As for future research directions, first, the current study is based on urban-level data in China. Future research could delve deeper into the industrial or enterprise level in China, exploring how the digital economy influences the innovation efficiency gap through mechanisms such as cross-organizational collaboration and cross-regional cooperation from a more mesoscopic or microscopic perspective. Second, this study mainly investigates the direct effects of the digital economy on the innovation efficiency gap. Future studies could incorporate spatial econometrics to analyze the spatial spillover effects brought about by the flow of network elements, the diffusion paths, and impact range of networks, as well as identify the radiation or siphoning effects of core cities on the innovation efficiency of peripheral cities.

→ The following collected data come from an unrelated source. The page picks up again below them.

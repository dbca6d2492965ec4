//! Geometric value types shared by the path and snapping engines.
//!
//! Points are plain `glam::DVec2` values. Rectangles keep the
//! `{x, y, width, height}` shape diagram elements use and tolerate negative
//! extents, which show up whenever a rect is built from a drag delta.

use std::fmt;
use std::ops::{Index, IndexMut};
use std::str::FromStr;

use glam::{DVec2, dvec2};

use crate::errors::SnapError;

/// Error type for invalid numeric values
#[derive(Debug, Clone, Copy, PartialEq)]
pub enum NumericError {
    /// Value is NaN
    NaN,
    /// Value is infinite
    Infinite,
    /// Value is zero when non-zero required
    Zero,
    /// Value is negative when positive required
    Negative,
}

impl fmt::Display for NumericError {
    fn fmt(&self, f: &mut fmt::Formatter<'_>) -> fmt::Result {
        match self {
            NumericError::NaN => write!(f, "value is NaN"),
            NumericError::Infinite => write!(f, "value is infinite"),
            NumericError::Zero => write!(f, "value is zero"),
            NumericError::Negative => write!(f, "value is negative"),
        }
    }
}

impl std::error::Error for NumericError {}

/// A point in diagram coordinates.
pub type Point = DVec2;

/// Grid spacing in diagram units. Always finite and strictly positive.
#[derive(Clone, Copy, Debug, PartialEq, PartialOrd)]
#[repr(transparent)]
pub struct Spacing(f64);

impl Spacing {
    /// Create a Spacing (unchecked). Use `try_new` for user-provided values.
    pub(crate) const fn new(value: f64) -> Self {
        Spacing(value)
    }

    /// Create a Spacing with validation (rejects NaN, infinite, zero, negative)
    pub fn try_new(value: f64) -> Result<Self, NumericError> {
        if value.is_nan() {
            Err(NumericError::NaN)
        } else if value.is_infinite() {
            Err(NumericError::Infinite)
        } else if value == 0.0 {
            Err(NumericError::Zero)
        } else if value < 0.0 {
            Err(NumericError::Negative)
        } else {
            Ok(Spacing(value))
        }
    }

    #[inline]
    pub fn get(self) -> f64 {
        self.0
    }
}

impl fmt::Display for Spacing {
    fn fmt(&self, f: &mut fmt::Formatter<'_>) -> fmt::Result {
        write!(f, "{}", self.0)
    }
}

/// Axis-aligned rectangle `{x, y, width, height}`.
#[derive(Clone, Copy, Debug, PartialEq, Default)]
pub struct Rect {
    pub x: f64,
    pub y: f64,
    pub width: f64,
    pub height: f64,
}

impl Rect {
    pub const fn new(x: f64, y: f64, width: f64, height: f64) -> Self {
        Rect { x, y, width, height }
    }

    /// Smallest rect spanning two corner points, in any order.
    pub fn from_corners(a: Point, b: Point) -> Self {
        let min = a.min(b);
        let max = a.max(b);
        Rect::new(min.x, min.y, max.x - min.x, max.y - min.y)
    }

    /// Same area with non-negative extents.
    pub fn normalized(self) -> Self {
        Rect::from_corners(
            dvec2(self.x, self.y),
            dvec2(self.x + self.width, self.y + self.height),
        )
    }

    /// Right edge (`x + width`).
    #[inline]
    pub fn x2(&self) -> f64 {
        self.x + self.width
    }

    /// Bottom edge (`y + height`).
    #[inline]
    pub fn y2(&self) -> f64 {
        self.y + self.height
    }

    /// Center of the rect, unrounded.
    pub fn center(&self) -> Point {
        dvec2(self.x + self.width / 2.0, self.y + self.height / 2.0)
    }

    /// Extent along `axis` (`width` for x, `height` for y).
    pub fn extent(&self, axis: Axis) -> f64 {
        match axis {
            Axis::X => self.width,
            Axis::Y => self.height,
        }
    }

    /// Origin coordinate along `axis`.
    pub fn origin(&self, axis: Axis) -> f64 {
        match axis {
            Axis::X => self.x,
            Axis::Y => self.y,
        }
    }

    /// Inclusive containment test.
    pub fn contains(&self, p: Point) -> bool {
        let r = self.normalized();
        p.x >= r.x && p.x <= r.x2() && p.y >= r.y && p.y <= r.y2()
    }

    /// Overlap test used to prune curve pairs.
    ///
    /// Two boxes overlap when a corner of one lies inside (or on) the other,
    /// or when they cross like a plus sign with every edge strictly inside
    /// the other's span.
    pub fn overlaps(&self, other: &Rect) -> bool {
        let a = self.normalized();
        let b = other.normalized();

        let corner_inside = |outer: &Rect, inner: &Rect| {
            outer.contains(dvec2(inner.x, inner.y))
                || outer.contains(dvec2(inner.x2(), inner.y))
                || outer.contains(dvec2(inner.x, inner.y2()))
                || outer.contains(dvec2(inner.x2(), inner.y2()))
        };

        if corner_inside(&b, &a) || corner_inside(&a, &b) {
            return true;
        }

        let x_cross = (a.x < b.x2() && a.x > b.x) || (b.x < a.x2() && b.x > a.x);
        let y_cross = (a.y < b.y2() && a.y > b.y) || (b.y < a.y2() && b.y > a.y);
        x_cross && y_cross
    }

    /// Convert to a `{top, right, bottom, left}` descriptor.
    pub fn trbl(&self) -> Trbl {
        Trbl {
            top: self.y,
            right: self.x2(),
            bottom: self.y2(),
            left: self.x,
        }
    }
}

/// A rectangle described by its edges.
///
/// Creation and resize bounds arrive in this form.
#[derive(Clone, Copy, Debug, PartialEq, Default)]
pub struct Trbl {
    pub top: f64,
    pub right: f64,
    pub bottom: f64,
    pub left: f64,
}

impl Trbl {
    pub const fn new(top: f64, right: f64, bottom: f64, left: f64) -> Self {
        Trbl { top, right, bottom, left }
    }

    pub fn to_rect(&self) -> Rect {
        Rect::new(
            self.left,
            self.top,
            self.right - self.left,
            self.bottom - self.top,
        )
    }
}

impl From<Rect> for Trbl {
    fn from(r: Rect) -> Self {
        r.trbl()
    }
}

/// One of the two snapping axes.
#[derive(Clone, Copy, Debug, PartialEq, Eq, Hash)]
pub enum Axis {
    X,
    Y,
}

impl Axis {
    /// Both axes, x first.
    pub const ALL: [Axis; 2] = [Axis::X, Axis::Y];

    #[inline]
    pub fn is_horizontal(self) -> bool {
        self == Axis::X
    }

    /// The component of `p` along this axis.
    #[inline]
    pub fn of(self, p: Point) -> f64 {
        match self {
            Axis::X => p.x,
            Axis::Y => p.y,
        }
    }
}

impl fmt::Display for Axis {
    fn fmt(&self, f: &mut fmt::Formatter<'_>) -> fmt::Result {
        match self {
            Axis::X => write!(f, "x"),
            Axis::Y => write!(f, "y"),
        }
    }
}

impl FromStr for Axis {
    type Err = SnapError;

    fn from_str(s: &str) -> Result<Self, Self::Err> {
        match s {
            "x" => Ok(Axis::X),
            "y" => Ok(Axis::Y),
            other => Err(SnapError::InvalidAxis {
                name: other.to_string(),
            }),
        }
    }
}

/// A value per axis.
#[derive(Clone, Copy, Debug, PartialEq, Default)]
pub struct AxisPair<T> {
    pub x: T,
    pub y: T,
}

impl<T> AxisPair<T> {
    pub fn new(x: T, y: T) -> Self {
        AxisPair { x, y }
    }
}

impl<T> Index<Axis> for AxisPair<T> {
    type Output = T;

    fn index(&self, axis: Axis) -> &T {
        match axis {
            Axis::X => &self.x,
            Axis::Y => &self.y,
        }
    }
}

impl<T> IndexMut<Axis> for AxisPair<T> {
    fn index_mut(&mut self, axis: Axis) -> &mut T {
        match axis {
            Axis::X => &mut self.x,
            Axis::Y => &mut self.y,
        }
    }
}

/// Round half up, the way diagram coordinates are rounded everywhere in this
/// crate (`-2.5` rounds to `-2`, not `-3`).
#[inline]
pub fn round_half_up(v: f64) -> f64 {
    (v + 0.5).floor()
}

#[cfg(test)]
mod tests {
    use super::*;

    #[test]
    fn spacing_try_new_rejects_bad_values() {
        assert_eq!(Spacing::try_new(f64::NAN), Err(NumericError::NaN));
        assert_eq!(Spacing::try_new(f64::INFINITY), Err(NumericError::Infinite));
        assert_eq!(Spacing::try_new(0.0), Err(NumericError::Zero));
        assert_eq!(Spacing::try_new(-10.0), Err(NumericError::Negative));
        assert_eq!(Spacing::try_new(10.0).map(Spacing::get), Ok(10.0));
    }

    #[test]
    fn rect_normalizes_negative_extents() {
        let r = Rect::new(10.0, 10.0, -5.0, -20.0).normalized();
        assert_eq!(r, Rect::new(5.0, -10.0, 5.0, 20.0));
        assert!(Rect::new(10.0, 10.0, -5.0, -20.0).contains(dvec2(7.0, 0.0)));
    }

    #[test]
    fn rect_overlap_by_corner() {
        let a = Rect::new(0.0, 0.0, 10.0, 10.0);
        let b = Rect::new(5.0, 5.0, 10.0, 10.0);
        assert!(a.overlaps(&b));
        assert!(b.overlaps(&a));
    }

    #[test]
    fn rect_overlap_as_cross() {
        // no corner of either box lies inside the other
        let wide = Rect::new(0.0, 4.0, 20.0, 2.0);
        let tall = Rect::new(9.0, 0.0, 2.0, 10.0);
        assert!(wide.overlaps(&tall));
        assert!(tall.overlaps(&wide));
    }

    #[test]
    fn rect_overlap_touching_edges() {
        let a = Rect::new(0.0, 0.0, 10.0, 10.0);
        let b = Rect::new(10.0, 0.0, 10.0, 10.0);
        assert!(a.overlaps(&b));
    }

    #[test]
    fn rect_disjoint() {
        let a = Rect::new(0.0, 0.0, 10.0, 10.0);
        let b = Rect::new(20.0, 20.0, 5.0, 5.0);
        assert!(!a.overlaps(&b));
    }

    #[test]
    fn trbl_round_trip() {
        let r = Rect::new(10.0, 20.0, 30.0, 40.0);
        let t = r.trbl();
        assert_eq!(t, Trbl::new(20.0, 40.0, 60.0, 10.0));
        assert_eq!(t.to_rect(), r);
    }

    #[test]
    fn axis_parsing() {
        assert_eq!("x".parse::<Axis>(), Ok(Axis::X));
        assert_eq!("y".parse::<Axis>(), Ok(Axis::Y));
        assert_eq!(
            "z".parse::<Axis>(),
            Err(SnapError::InvalidAxis { name: "z".into() })
        );
    }

    #[test]
    fn axis_pair_indexing() {
        let mut pair = AxisPair::new(1, 2);
        pair[Axis::Y] = 5;
        assert_eq!(pair[Axis::X], 1);
        assert_eq!(pair[Axis::Y], 5);
    }

    #[test]
    fn half_up_rounding() {
        assert_eq!(round_half_up(2.5), 3.0);
        assert_eq!(round_half_up(-2.5), -2.0);
        assert_eq!(round_half_up(-2.6), -3.0);
    }
}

Third, subject to data availability, this research could be extended to major countries globally. By comparing the differences in the role of digital economies on urban innovation efficiency at different stages of development and under different institutional contexts, the international applicability of the findings could be enhanced. Lastly, with the rise in geopolitical risks and trade protectionism, the risks associated with digital economies, such as cybersecurity and data monopolies, have become increasingly prominent. Future research could incorporate network resilience into the analytical framework, exploring how cities can build more digitally integrated urban network structures to maintain the stability and sustainability of innovation efficiency when facing external shocks.